Perhaps taking advantage of newfound free time afforded by self-isolation that has been imposed worldwide due to COVID-19, hacker Kris Slyka thought to himself: How can I put old audio cassette tapes from the Eighties to better use today?
So he applied his knowledge of Python and Java and found a new use for those 4.25" x 2.75" plastic cases packing up to 300 feet of magnetic tape. He repurposed them to record video.
It was no small feat. And while the video quality is not exactly high-def—in fact, it's quite low-def— the accomplishment remains impressive.
Today's high resolution video formats contain 8.3 million pixels and display 240 frames per second. Working with a format—magnetic audio cassette tape—bearing far greater constraints, Slyka was limited to a display of merely 100x75 pixels, a total of 7,500 pixels, and a speed of 5 frames per second. No one will be watching "The Avengers" or "Black Panther" on this format any time soon.
As one headline referred to the invention: "Hacker Figures Out How to Capture Horrible-Quality Video on Audio Cassettes."
Jokes aside, the accomplishment shows that with drive, determination and ingenuity, a spirited developer can make inroads in technology that were considered near impossible in earlier times. And we don't yet know what improvements or practical uses may lie ahead.
He made a video demonstrating how he created this conversion utility.
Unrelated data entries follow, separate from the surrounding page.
use crate::errors::{AppError, AppResult};
use crate::models::{FollowRow, LikeRow, NotificationRow, NotificationType};
use async_trait::async_trait;
use chrono::Utc;
use std::collections::HashMap;
use std::sync::Mutex;
use std::time::Duration;

/// Query/command surface of the authoritative store.
#[async_trait]
pub trait NotificationBackend: Send + Sync {
    async fn fetch_structured_notifications(&self, user_id: &str) -> AppResult<Vec<NotificationRow>>;
    async fn fetch_likes_on_user_posts(&self, user_id: &str) -> AppResult<Vec<LikeRow>>;
    async fn fetch_follows_of_user(&self, user_id: &str) -> AppResult<Vec<FollowRow>>;
    async fn delete_structured_notification(&self, id: &str) -> AppResult<()>;
    async fn accept_follow_request(&self, requester_id: &str, requested_id: &str) -> AppResult<()>;
    async fn delete_follow_request(&self, requester_id: &str, requested_id: &str) -> AppResult<()>;
    async fn mark_notifications_read(&self, _user_id: &str) -> AppResult<()> {
        Ok(())
    }
}

#[derive(Debug, Clone, Copy, PartialEq, Eq, Hash)]
pub enum BackendOp {
    FetchStructured,
    FetchLikes,
    FetchFollows,
    DeleteNotification,
    AcceptRequest,
    DeleteRequest,
    MarkRead,
}

#[derive(Debug, Default)]
struct MemoryState {
    structured: Vec<NotificationRow>,
    likes: Vec<LikeRow>,
    follows: Vec<FollowRow>,
    failing: HashMap<BackendOp, String>,
    delays: HashMap<BackendOp, Duration>,
    calls: HashMap<BackendOp, usize>,
}

/// Single-user in-memory store with per-operation failure and latency
/// injection. Rows are returned as seeded regardless of `user_id`; fetches
/// snapshot their rows before any injected delay.
#[derive(Debug, Default)]
pub struct MemoryBackend {
    state: Mutex<MemoryState>,
}

impl MemoryBackend {
    pub fn new() -> Self {
        Self::default()
    }

    pub fn push_structured(&self, row: NotificationRow) {
        self.with_state(|state| state.structured.push(row));
    }

    pub fn push_like(&self, row: LikeRow) {
        self.with_state(|state| state.likes.push(row));
    }

    pub fn push_follow(&self, row: FollowRow) {
        self.with_state(|state| state.follows.push(row));
    }

    pub fn fail(&self, op: BackendOp, message: &str) {
        self.with_state(|state| {
            state.failing.insert(op, message.to_string());
        });
    }

    pub fn recover(&self, op: BackendOp) {
        self.with_state(|state| {
            state.failing.remove(&op);
        });
    }

    pub fn delay(&self, op: BackendOp, delay: Duration) {
        self.with_state(|state| {
            state.delays.insert(op, delay);
        });
    }

    pub fn clear_delay(&self, op: BackendOp) {
        self.with_state(|state| {
            state.delays.remove(&op);
        });
    }

    pub fn calls(&self, op: BackendOp) -> usize {
        self.with_state(|state| state.calls.get(&op).copied().unwrap_or(0))
    }

    pub fn structured_len(&self) -> usize {
        self.with_state(|state| state.structured.len())
    }

    fn with_state<T>(&self, f: impl FnOnce(&mut MemoryState) -> T) -> T {
        let mut state = match self.state.lock() {
            Ok(state) => state,
            Err(poisoned) => poisoned.into_inner(),
        };
        f(&mut state)
    }

    async fn enter(&self, op: BackendOp) -> AppResult<()> {
        let (delay, failure) = self.with_state(|state| {
            *state.calls.entry(op).or_insert(0) += 1;
            (state.delays.get(&op).copied(), state.failing.get(&op).cloned())
        });
        if let Some(delay) = delay {
            tokio::time::sleep(delay).await;
        }
        match failure {
            Some(message) => Err(AppError::Io(message)),
            None => Ok(()),
        }
    }
}

#[async_trait]
impl NotificationBackend for MemoryBackend {
    async fn fetch_structured_notifications(&self, _user_id: &str) -> AppResult<Vec<NotificationRow>> {
        let rows = self.with_state(|state| state.structured.clone());
        self.enter(BackendOp::FetchStructured).await?;
        Ok(rows)
    }

    async fn fetch_likes_on_user_posts(&self, _user_id: &str) -> AppResult<Vec<LikeRow>> {
        let rows = self.with_state(|state| state.likes.clone());
        self.enter(BackendOp::FetchLikes).await?;
        Ok(rows)
    }

    async fn fetch_follows_of_user(&self, _user_id: &str) -> AppResult<Vec<FollowRow>> {
        let rows = self.with_state(|state| state.follows.clone());
        self.enter(BackendOp::FetchFollows).await?;
        Ok(rows)
    }

    async fn delete_structured_notification(&self, id: &str) -> AppResult<()> {
        self.enter(BackendOp::DeleteNotification).await?;
        self.with_state(|state| {
            let before = state.structured.len();
            state.structured.retain(|row| row.id != id);
            if state.structured.len() == before {
                return Err(AppError::NotFound(format!("Notification {} does not exist", id)));
            }
            Ok(())
        })
    }

    async fn accept_follow_request(&self, requester_id: &str, requested_id: &str) -> AppResult<()> {
        self.enter(BackendOp::AcceptRequest).await?;
        self.with_state(|state| {
            let Some(position) = state.structured.iter().position(|row| {
                row.notification_type == NotificationType::FollowRequest
                    && row.follow_request.as_ref().is_some_and(|request| {
                        request.requester_id == requester_id && request.requested_id == requested_id
                    })
            }) else {
                return Err(AppError::NotFound(format!(
                    "No pending follow request from {} to {}",
                    requester_id, requested_id
                )));
            };
            let request = state.structured.remove(position);
            state.follows.push(FollowRow {
                id: format!("accepted-{}", request.id),
                follower_id: requester_id.to_string(),
                actor: request.actor,
                created_at: Utc::now(),
            });
            Ok(())
        })
    }

    async fn delete_follow_request(&self, requester_id: &str, requested_id: &str) -> AppResult<()> {
        self.enter(BackendOp::DeleteRequest).await?;
        self.with_state(|state| {
            let before = state.structured.len();
            state.structured.retain(|row| {
                !row.follow_request.as_ref().is_some_and(|request| {
                    request.requester_id == requester_id && request.requested_id == requested_id
                })
            });
            if state.structured.len() == before {
                return Err(AppError::NotFound(format!(
                    "No pending follow request from {} to {}",
                    requester_id, requested_id
                )));
            }
            Ok(())
        })
    }

    async fn mark_notifications_read(&self, _user_id: &str) -> AppResult<()> {
        self.enter(BackendOp::MarkRead).await?;
        self.with_state(|state| {
            for row in &mut state.structured {
                row.read = true;
            }
        });
        Ok(())
    }
}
In fact, at least one earlier commercial effort to utilize audio tapes for video was made in the 1980s with the Fisher-Price PXL 2000 PixelVision camcorder designed especially for children. The toy proved to be a loser as video quality was abominable, even for audiences of five-year-olds.
Slyka's project accomplished higher-quality results. He was able to double the frame rate by interlacing images. He also was able to make use of the two tracks assigned to audio on cassette tapes by using one of the tracks to encode color instructions. The Fisher-Price camcorder was limited to black-and-white recordings.
Audio cassettes enjoyed immense popularity in the Eighties, propelled largely by the introduction of the Sony Walkman. For the first time, folks could listen to their favorite music outside their homes; unlike transistor radios, the Walkman allowed them to choose their own songs. Cassette players also contributed to the aerobic craze of the Eighties as physical fitness buffs discovered that listening to personal music compilations through stereo earphones made strenuous workouts more pleasurable. By 1989, 83 million cassette tapes were sold.
Fittingly, Slyka used a Sony tape recorder for his project. Last summer marked the 40th anniversary of the release of the first Sony Walkman.
While Slyka's creation has room for improvement, it at least gives us some consolation that those old, dusty cassette tapes may yet have a second life. And if not, they make great door stops.